1. General Considerations

   1. Hyperadrenocorticism (HAC) is a rare endocrine disorder in the cat.
   2. Pituitary-dependent hyperadrenocorticism (PDH) due to a pituitary adenoma or adenocarcinoma occurs in 75% to 80% of the cases and adrenal-dependent hyperadrenocorticism (ADH) occurs in 20% to 25%.
   3. Iatrogenic HAC is more difficult to induce in the cat than in the dog possibly because cats have lower numbers of high affinity glucocorticoid receptors. Nevertheless, also use great caution when treating cats with glucocorticoids.
   4. Clinical signs, clinicopathological findings, and radiographic changes are generally less dramatic in cats, which may hinder early diagnosis.
   5. About 80% to 90% of cats with HAC present with concurrent diabetes mellitus, which contributes to the clinical picture.

2. Clinical Signs

   1. Signalment:
      1. Age – The age at disease onset ranges from 6 to 15 years (mean: 11 years).
      2. Sex – There is no sex predilection although some reports have noted more females affected than males.
      3. Breed – No breed predilection reported.
   2. Clinical findings – The percentages below are based on the relatively few cases reported to date.
      1. Polyuria (PU) and polydipsia (PD) – These signs occur in 80% to 92%% of the cases.  They can present before or after the diagnosis of diabetes mellitus. However, in most cats PU and PD develop because of diabetes. The rare cats that do not develop diabetes mellitus, a form of diabetes insipidus (similar to dogs) may explain the PU/PD. However, because cats with HAC rarely have low urine specific gravity, this theory unlikely explains the PU and PD signs. Some non-diabetic cats with HAC and PU/PD also had renal failure and this is a more plausible cause for their PU/PD.
      2. Distended abdomen – This clinical sign occurs in 64% to 75% of the cases. It occurs because of fat redistribution to the abdominal cavity in addition to muscle wasting and weakness.
      3. Polyphagia – Increased appetite occurs in about 68% of the cases. This sign can occur before or after the development of diabetes mellitus.
      4. Non-inflammatory spontaneous alopecia or failure to regrow hair after clipping – This sign develops in 34% to 83% of the cases. Alopecia typically affects one or more of the following sites: trunk, flank, and ventrum.
      5. Muscle wasting and weakness – These signs occur in 58% to 64% of the cases. They develop due to the catabolic effect of cortisol on proteins.
      6. Thin skin – It occurs in 56% to 83% of the cases and is primarily caused by the catabolic effect of glucocorticoids on protein but also fat and carbohydrate.

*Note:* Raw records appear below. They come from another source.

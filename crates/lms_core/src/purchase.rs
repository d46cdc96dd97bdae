//! crates/lms_core/src/purchase.rs
//!
//! The purchase fulfillment coordinator: turns a confirmed payment event
//! into content unlock plus enrollment, driving the purchase state machine
//! `pending -> completed | failed` (both terminal).
//!
//! Duplicate webhook delivery is expected, not exceptional: `fulfill` is
//! idempotent end-to-end. The unlock and enroll side effects are applied
//! before the status flip, so a fulfillment that dies half-way leaves the
//! purchase pending and the next delivery retries to fixed point.

use std::sync::Arc;

use chrono::{DateTime, Utc};
use uuid::Uuid;

use crate::domain::{FulfillmentResult, Purchase, PurchaseStatus};
use crate::enrollment::EnrollmentLedger;
use crate::ports::{CourseCatalog, PortError, PortResult, PurchaseStore};

pub struct PurchaseFulfillment {
    catalog: Arc<dyn CourseCatalog>,
    purchases: Arc<dyn PurchaseStore>,
    ledger: Arc<EnrollmentLedger>,
}

impl PurchaseFulfillment {
    pub fn new(
        catalog: Arc<dyn CourseCatalog>,
        purchases: Arc<dyn PurchaseStore>,
        ledger: Arc<EnrollmentLedger>,
    ) -> Self {
        Self {
            catalog,
            purchases,
            ledger,
        }
    }

    /// Opens a pending purchase carrying the course price at this moment.
    /// Later price changes never alter an in-flight or completed purchase.
    ///
    /// `payment_reference` is the provider-side identifier for the
    /// transaction (e.g. a checkout session id), handed in by the host
    /// layer that talked to the provider.
    ///
    /// Fails with `NotFound` if the course is absent and `Conflict` if the
    /// user already has a completed purchase for it.
    pub async fn initiate(
        &self,
        user_id: Uuid,
        course_id: Uuid,
        payment_reference: String,
        now: DateTime<Utc>,
    ) -> PortResult<Purchase> {
        let course = self.catalog.get_course(course_id).await.map_err(|e| match e {
            PortError::NotFound(_) => PortError::NotFound(format!("Course {} not found", course_id)),
            other => other,
        })?;

        if self.purchases.completed_exists(user_id, course_id).await? {
            return Err(PortError::Conflict(format!(
                "User {} already purchased course {}",
                user_id, course_id
            )));
        }

        let purchase = Purchase::pending(user_id, course_id, course.price, payment_reference, now);
        self.purchases.insert(&purchase).await?;
        Ok(purchase)
    }

    /// Converts a confirmed payment into enrollment and content unlock.
    ///
    /// At-most-once: a replay for an already-completed purchase returns the
    /// stored result without re-applying side effects. The settled amount
    /// is authoritative and overwrites the price snapshot on the purchase
    /// record only. A `CourseProgress` record is deliberately NOT created
    /// here; progress stays lazy.
    pub async fn fulfill(
        &self,
        reference: &str,
        settled_amount: f64,
        now: DateTime<Utc>,
    ) -> PortResult<FulfillmentResult> {
        if !settled_amount.is_finite() || settled_amount < 0.0 {
            return Err(PortError::Validation(format!(
                "settled amount must be a non-negative number, got {}",
                settled_amount
            )));
        }

        let purchase = self.require_purchase(reference).await?;
        match purchase.status {
            PurchaseStatus::Completed => {
                // Webhook replay: success outcome, no side effects.
                return Ok(FulfillmentResult {
                    purchase,
                    newly_fulfilled: false,
                    enrollment_created: false,
                });
            }
            PurchaseStatus::Failed => {
                return Err(PortError::InvalidState(format!(
                    "Purchase {} already failed; cannot fulfill",
                    reference
                )));
            }
            PurchaseStatus::Pending => {}
        }

        // Both side effects are idempotent, so they run before the status
        // flip: if either cannot be applied the purchase stays pending and
        // the provider's redelivery retries the whole sequence.
        self.catalog.unlock_lectures(purchase.course_id).await?;
        let outcome = self
            .ledger
            .enroll(purchase.user_id, purchase.course_id, now)
            .await?;

        let won = self
            .purchases
            .complete_if_pending(reference, settled_amount, now)
            .await?;
        let purchase = self.require_purchase(reference).await?;

        if !won {
            // A concurrent delivery won the conditional write. If it was a
            // failure event, the settlement contradicts the stored state.
            if purchase.status == PurchaseStatus::Failed {
                return Err(PortError::InvalidState(format!(
                    "Purchase {} failed concurrently; cannot fulfill",
                    reference
                )));
            }
            return Ok(FulfillmentResult {
                purchase,
                newly_fulfilled: false,
                enrollment_created: false,
            });
        }

        Ok(FulfillmentResult {
            purchase,
            newly_fulfilled: true,
            enrollment_created: outcome.created,
        })
    }

    /// Records a failed payment. No unlock or enrollment side effects.
    ///
    /// Fails with `NotFound` if the reference is unmatched and
    /// `InvalidState` if the purchase already completed. A replay for an
    /// already-failed purchase is a no-op success.
    pub async fn fail(
        &self,
        reference: &str,
        reason: &str,
        now: DateTime<Utc>,
    ) -> PortResult<Purchase> {
        let purchase = self.require_purchase(reference).await?;
        match purchase.status {
            PurchaseStatus::Completed => {
                return Err(PortError::InvalidState(format!(
                    "Purchase {} already completed; cannot fail",
                    reference
                )));
            }
            PurchaseStatus::Failed => return Ok(purchase),
            PurchaseStatus::Pending => {}
        }

        let transitioned = self.purchases.fail_if_pending(reference, reason, now).await?;
        let purchase = self.require_purchase(reference).await?;
        if !transitioned && purchase.status != PurchaseStatus::Failed {
            // Lost the conditional write to a concurrent completion.
            return Err(PortError::InvalidState(format!(
                "Purchase {} already completed; cannot fail",
                reference
            )));
        }
        Ok(purchase)
    }

    /// True iff a completed purchase exists for the pair.
    pub async fn is_purchased(&self, user_id: Uuid, course_id: Uuid) -> PortResult<bool> {
        self.purchases.completed_exists(user_id, course_id).await
    }

    /// Course ids from the user's completed purchases.
    pub async fn purchased_courses(&self, user_id: Uuid) -> PortResult<Vec<Uuid>> {
        self.purchases.completed_course_ids(user_id).await
    }

    async fn require_purchase(&self, reference: &str) -> PortResult<Purchase> {
        self.purchases
            .find_by_reference(reference)
            .await?
            .ok_or_else(|| {
                PortError::NotFound(format!("No purchase matches reference {}", reference))
            })
    }
}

1. 1. 7. Weight gain – Occurs in about 6% to 17% of the cases.
      8. Weight loss – Occurs in 50% to 52% of the cases. This can be explained in many cases by the presence of diabetes mellitus.
      9. Fragile skin – This sign occurs in about 15% to 50% of the cases. The skin shows extreme fragility and tears very easily. This clinical sign is unique to cats with HAC but skin fragility also occurs in cats treated with glucocorticoids and with other systemic diseases.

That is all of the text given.